Sometimes it’s fun to look up words so very common that one never really pauses to think about them. You never know what you’re going to find! So as one of my cats stared at me as I was contemplating this week’s Word of the Week, I chuckled and said, “Okay, sure, why not? Let’s look up cat.” And I did. 😉

There are times when a word’s history really surprises me. And times, like this, when what surprises me is how universal a word is! Cat (and its various forms) is nearly universal word in European languages today. Our English spelling and pronunciation comes from the Proto-Germanic (that just means “first Germanic”) kattuz. Kattuz has in turn influenced many, many other words for domestic felines throughout Europe, and did itself come from Late Latin cattus. In English, it dates alllll the way back to 700 (!!!!), when the English was Old but the cats were still cats. 😉

That Late Latin word has informed pretty much all the European languages that the German didn’t directly influence, which means that nearly every language in the Western world has a very similar world for our small feline friends–and in fact, replaced an earlier Latin word, feles, which is also familiar to us as the scientific name. The Late Latin version was borrowed from Greek, and the Greek was borrowed from the Arabic qitt. Cats have been domestic animals in Egypt since 2,000 BC, though the Greeks and Romans didn’t actually have them as pets.

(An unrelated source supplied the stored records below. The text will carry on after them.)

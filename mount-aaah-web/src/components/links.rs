//! Points every `[data-link]` element at the url configured for its key.
use crate::consts::{LINK_EXTERNAL_ATTR, LINK_KEY_ATTR, LINK_SELECTOR};
use crate::utils::{query_all, set_attribute};
use crate::SiteConfig;

/// Returns the attributes an element linking to `key` receives, or `None` if `key` has no
/// configured url.
pub fn attributes<'a>(
    config: &'a SiteConfig,
    key: &str,
    external: bool,
) -> Option<Vec<(&'static str, &'a str)>> {
    let url = config.link(key)?;

    let mut attrs = vec![("href", url)];
    if external {
        attrs.push(("target", "_blank"));
        attrs.push(("rel", "noreferrer"));
    }

    Some(attrs)
}

/// Hydrates all link elements in the document and returns how many were updated.
pub fn hydrate(config: &SiteConfig) -> usize {
    let mut hydrated = 0;

    for element in query_all(LINK_SELECTOR) {
        let key = match element.get_attribute(LINK_KEY_ATTR) {
            Some(key) => key,
            None => continue,
        };

        let external = element.has_attribute(LINK_EXTERNAL_ATTR);
        match attributes(config, &key, external) {
            Some(attrs) => {
                for (name, value) in attrs {
                    set_attribute(&element, name, value);
                }

                hydrated += 1;
            }
            None => log::debug!("No url configured for link {:?}", key),
        }
    }

    hydrated
}

#[cfg(test)]
mod tests {
    use super::attributes;
    use crate::SiteConfig;

    #[test]
    fn test_link_attributes() {
        let config = SiteConfig::default();

        assert_eq!(attributes(&config, "discord", false), Some(vec![("href", "#")]));
        assert_eq!(
            attributes(&config, "roblox", true),
            Some(vec![
                ("href", "#"),
                ("target", "_blank"),
                ("rel", "noreferrer")
            ])
        );
        assert_eq!(attributes(&config, "unknown", true), None);
    }
}
mod format;

pub use format::format_count;

use wasm_bindgen::JsCast;
use web_sys::{Document, Element, HtmlElement, NodeList, Window};

use crate::Error;

#[inline]
pub fn window() -> Window {
    gloo_utils::window()
}

/// Returns the root [`Document`].
///
/// # Panics
///
/// Panics if there is no [`Document`] in root window or no root window is present. This should
/// never be the case in a web environment.
#[inline]
pub fn document() -> Document {
    gloo_utils::document()
}

/// Returns the element with the given `id`.
pub fn element_by_id(id: &'static str) -> Result<Element, Error> {
    document()
        .get_element_by_id(id)
        .ok_or(Error::MissingElement(id))
}

/// Returns the first element in the document matching `selectors`.
pub fn query(selectors: &'static str) -> Result<Element, Error> {
    document()
        .query_selector(selectors)
        .ok()
        .flatten()
        .ok_or(Error::MissingElement(selectors))
}

/// Returns the first element below `parent` matching `selectors`.
pub fn query_in(parent: &Element, selectors: &'static str) -> Result<Element, Error> {
    parent
        .query_selector(selectors)
        .ok()
        .flatten()
        .ok_or(Error::MissingElement(selectors))
}

/// Returns all elements in the document matching `selectors`, in document order.
pub fn query_all(selectors: &str) -> Vec<Element> {
    document()
        .query_selector_all(selectors)
        .map(elements)
        .unwrap_or_default()
}

/// Returns all elements below `parent` matching `selectors`, in document order.
pub fn query_all_in(parent: &Element, selectors: &str) -> Vec<Element> {
    parent
        .query_selector_all(selectors)
        .map(elements)
        .unwrap_or_default()
}

fn elements(list: NodeList) -> Vec<Element> {
    (0..list.length())
        .filter_map(|index| list.item(index))
        .filter_map(|node| node.dyn_into::<Element>().ok())
        .collect()
}

/// Sets the inline `display` style of `element`. An empty `value` falls back to the stylesheet.
pub fn set_display(element: &Element, value: &str) {
    if let Some(element) = element.dyn_ref::<HtmlElement>() {
        let style = element.style();

        let res = if value.is_empty() {
            style.remove_property("display").map(|_| ())
        } else {
            style.set_property("display", value)
        };

        if let Err(err) = res {
            log::debug!("Failed to set display: {:?}", err);
        }
    }
}

/// Adds or removes `class` on `element`.
pub fn set_class(element: &Element, class: &str, enabled: bool) {
    let classes = element.class_list();

    let res = if enabled {
        classes.add_1(class)
    } else {
        classes.remove_1(class)
    };

    if let Err(err) = res {
        log::debug!("Failed to update class {:?}: {:?}", class, err);
    }
}

#[inline]
pub fn has_class(element: &Element, class: &str) -> bool {
    element.class_list().contains(class)
}

/// Sets an attribute, logging instead of failing if the browser rejects it.
pub fn set_attribute(element: &Element, name: &str, value: &str) {
    if let Err(err) = element.set_attribute(name, value) {
        log::debug!("Failed to set attribute {:?}: {:?}", name, err);
    }
}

Cats have had their proverbial nine lives since about 1560. The word has been applied to big cats–lions, tigers, etc–by about 1600.

And just a fun little tidbit I learned from a documentary called The Lion in Your Living Room…did you know that Vikings were not only cat lovers, but they favored orange cats? So much, in fact, that one can trace Viking trade routes by the orange cat population in different areas! How fun is that?

Are you a cat person? A dog person? Both?